Updated: Nov 29, 2022


“... nature seems very conversant with the rules of pure mathematics, as our mathematicians have formulated them in their studies, out of their own inner consciousness and without drawing to any appreciable extent on their experience of the outer world.”

- James Jeans, The Mysterious Universe

Mystery is at its best when it gets more and more confusing, deeper and darker, before even the faintest clues show up. In high school, learning how to apply mathematics gave me not only mysteries, but subtle and confusing ones – to this day I have trouble describing them.

I first caught a hint of these mysteries as a junior while watching a short film in Mick Freeman’s introductory (algebra-based) physics class. The details of the film long ago slipped from memory, but what struck me, and stuck with me, was the ending – a “perfect” sine curve, graphed by some physical apparatus (which was probably a simple harmonic oscillator) as part of an experiment. Freeman made a remark afterwards suggesting the outcome was entirely artificial, that the makers of the film specifically constructed the apparatus and experiment to result in the tidy graph at the end.

And that’s just it: the sine wave was contrived. It did not come about without human intervention in so-called natural processes, those processes, I suppose, that occur in the physical world independently of what we humans do. If our physical theories result in part from constructing, describing, and explaining such artificial processes and their outcomes, as they apparently do in the experimental sciences, then how do they describe the natural world, that world supposedly out there, independent of what we humans see or do? And, more to the point, what do mathematical objects like “perfect” sine curves invoked in these theories have to do with that world?

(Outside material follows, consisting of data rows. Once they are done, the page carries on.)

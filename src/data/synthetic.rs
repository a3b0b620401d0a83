//! Small DiFuMo-like atlases for offline runs.
//!
//! Everything is written in the download-cache layout, so the segmentation
//! pipeline picks the files up without touching the network.

use std::fs;
use std::path::Path;

use log::info;
use ndarray::{Array3, Array4, Axis};

use super::affine::Affine;
use super::nifti::{write_volume, Volume};
use crate::config::{Dimension, Resolution};
use crate::error::{PipelineError, Result};
use crate::fetch::{DifumoFiles, Icbm152Files};

/// Edge of the cubic field of view, in mm.
const FIELD_OF_VIEW: f64 = 48.0;
const BLOB_SIGMA: f64 = 5.0;
/// Voxels below this fraction of a blob's peak are left at zero.
const SUPPORT_CUTOFF: f64 = 0.05;

fn gaussian(d2: f64, sigma: f64, amplitude: f64) -> f64 {
    amplitude * (-d2 / (2.0 * sigma.powi(2))).exp()
}

/// Minimal deterministic PRNG (xoshiro256**)
struct SimpleRng {
    state: [u64; 4],
}

impl SimpleRng {
    fn new(seed: u64) -> Self {
        let mut s = [0u64; 4];
        let mut x = seed;
        for slot in &mut s {
            x = x.wrapping_mul(6364136223846793005).wrapping_add(1);
            *slot = x;
        }
        SimpleRng { state: s }
    }

    fn next_u64(&mut self) -> u64 {
        let result = (self.state[1].wrapping_mul(5)).rotate_left(7).wrapping_mul(9);
        let t = self.state[1] << 17;
        self.state[2] ^= self.state[0];
        self.state[3] ^= self.state[1];
        self.state[1] ^= self.state[2];
        self.state[0] ^= self.state[3];
        self.state[2] ^= t;
        self.state[3] = self.state[3].rotate_left(45);
        result
    }

    fn next_f64(&mut self) -> f64 {
        (self.next_u64() >> 11) as f64 / (1u64 << 53) as f64
    }

    fn uniform(&mut self, lo: f64, hi: f64) -> f64 {
        lo + (hi - lo) * self.next_f64()
    }
}

// ---------------------------------------------------------------------------
// Components
// ---------------------------------------------------------------------------

/// One Gaussian blob in world coordinates.
#[derive(Debug, Clone, Copy)]
struct Blob {
    centre: [f64; 3],
    amplitude: f64,
}

/// Odd components get a second blob mirrored along x so they split into
/// two regions.
fn draw_components(n: usize, rng: &mut SimpleRng) -> Vec<Vec<Blob>> {
    let half = FIELD_OF_VIEW / 2.0 - 2.0 * BLOB_SIGMA;
    (0..n)
        .map(|k| {
            let blob = Blob {
                centre: [0, 1, 2].map(|_| rng.uniform(-half, half)),
                amplitude: rng.uniform(0.5, 1.5),
            };
            if k % 2 == 0 {
                return vec![blob];
            }
            let mut left = blob;
            left.centre[0] = -half;
            let mut right = blob;
            right.centre[0] = half;
            vec![left, right]
        })
        .collect()
}

fn grid_affine(voxel_mm: f64) -> Affine {
    let o = -FIELD_OF_VIEW / 2.0;
    Affine::scaling([voxel_mm; 3], [o, o, o])
}

fn grid_len(voxel_mm: f64) -> usize {
    (FIELD_OF_VIEW / voxel_mm).round() as usize
}

fn render_maps(components: &[Vec<Blob>], res: Resolution) -> Volume {
    let voxel_mm = f64::from(res.mm());
    let affine = grid_affine(voxel_mm);
    let n = grid_len(voxel_mm);
    let mut data = Array4::<f32>::zeros((n, n, n, components.len()));
    for (k, mut map) in data.axis_iter_mut(Axis(3)).enumerate() {
        for ((x, y, z), v) in map.indexed_iter_mut() {
            let p = affine.apply([x as f64, y as f64, z as f64]);
            let mut value = 0.0;
            for blob in &components[k] {
                let d2: f64 = (0..3).map(|i| (p[i] - blob.centre[i]).powi(2)).sum();
                let g = gaussian(d2, BLOB_SIGMA, blob.amplitude);
                if g >= SUPPORT_CUTOFF * blob.amplitude {
                    value += g;
                }
            }
            *v = value as f32;
        }
    }
    Volume::new(data, &affine)
}

fn labels_csv(n: usize, rng: &mut SimpleRng) -> String {
    let mut out = String::from("Component,Difumo_names,Yeo_networks7,Yeo_networks17,GM,WM,CSF\n");
    for k in 0..n {
        let gm = rng.uniform(0.4, 0.8);
        let wm = rng.uniform(0.0, 1.0 - gm);
        let csf = 1.0 - gm - wm;
        out.push_str(&format!(
            "{},Synthetic component {},No network found,No network found,{gm:.6},{wm:.6},{csf:.6}\n",
            k + 1,
            k + 1
        ));
    }
    out
}

// ---------------------------------------------------------------------------
// Template tissue maps
// ---------------------------------------------------------------------------

/// Concentric tissue shells on a 1 mm grid: CSF core, WM, then GM.
fn tissue_maps() -> [Volume; 3] {
    let affine = grid_affine(1.0);
    let n = grid_len(1.0);
    let ramp = |r: f64, inner: f64, outer: f64| -> f32 {
        let rise = ((r - inner + 2.0) / 4.0).clamp(0.0, 1.0);
        let fall = ((outer + 2.0 - r) / 4.0).clamp(0.0, 1.0);
        (rise.min(fall)) as f32
    };
    let radius = |x: usize, y: usize, z: usize| -> f64 {
        let p = affine.apply([x as f64, y as f64, z as f64]);
        (p[0] * p[0] + p[1] * p[1] + p[2] * p[2]).sqrt()
    };
    let shell = |inner: f64, outer: f64| -> Volume {
        let data =
            Array3::from_shape_fn((n, n, n), |(x, y, z)| ramp(radius(x, y, z), inner, outer));
        Volume::new(data.insert_axis(Axis(3)), &affine)
    };
    [shell(12.0, 22.0), shell(5.0, 12.0), shell(-2.0, 5.0)]
}

// ---------------------------------------------------------------------------
// Entry point
// ---------------------------------------------------------------------------

/// What [`write_sample`] put on disk.
#[derive(Debug, Clone)]
pub struct SampleFiles {
    pub atlases: Vec<DifumoFiles>,
    pub template: Icbm152Files,
}

/// Write a `n_components` synthetic atlas for `dim` at every resolution,
/// its dictionary labels and the template tissue maps under `data_dir`.
pub fn write_sample(
    data_dir: &Path,
    dim: Dimension,
    n_components: usize,
    seed: u64,
) -> Result<SampleFiles> {
    if n_components == 0 {
        return Err(PipelineError::Config(
            "a sample atlas needs at least one component".into(),
        ));
    }
    let mut rng = SimpleRng::new(seed);
    let components = draw_components(n_components, &mut rng);

    let mut atlases = Vec::new();
    for res in Resolution::ALL {
        let files = DifumoFiles::under(data_dir, dim, res);
        create_parent(&files.maps)?;
        write_volume(&render_maps(&components, res), &files.maps)?;
        atlases.push(files);
    }
    let labels = &atlases[0].labels;
    fs::write(labels, labels_csv(n_components, &mut rng))
        .map_err(|e| PipelineError::io(labels, e))?;

    let template = Icbm152Files::under(data_dir);
    create_parent(&template.gm)?;
    let [gm, wm, csf] = tissue_maps();
    write_volume(&gm, &template.gm)?;
    write_volume(&wm, &template.wm)?;
    write_volume(&csf, &template.csf)?;

    info!(
        "wrote a {n_components}-component sample atlas for dimension {dim} under {}",
        data_dir.display()
    );
    Ok(SampleFiles { atlases, template })
}

fn create_parent(path: &Path) -> Result<()> {
    let parent = path.parent().unwrap_or(Path::new("."));
    fs::create_dir_all(parent).map_err(|e| PipelineError::io(parent, e))
}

Mathematics lies along that mysterious boundary between mind and world. I sometimes read that the universe has a mathematical structure, and until my mid-twenties or so, statements like this enamored me. In high school, I had only a shadowy notion of what it might mean to claim the physical universe has a mathematical structure, but in my naivete I believed something like this was the case, and that the structure was somehow revealed by our most advanced and therefore most accurate physical theories.

I wanted to learn more physical theory to see what that structure is. I looked at that “perfect” sine curve and wondered what its relationship was to the uncontrived world out there. Were sine curves, even seemingly perfect ones, embedded somehow in the physical world around us (ocean waves, electromagnetic waves)? Were they part of an underlying mathematical structure, out there? Is the physical world thereby intelligible? And if it is, does that help us answer broader questions, about its origin, or even creation, and about our own minds and how we learn and understand?

In short, I wanted to understand how mathematics is applied, and why it is possible to apply it so successfully, as we do in our physical theories. That understanding did eventually come to me, but I had a lot to learn first, and the answers I found were much different from what I expected them to be.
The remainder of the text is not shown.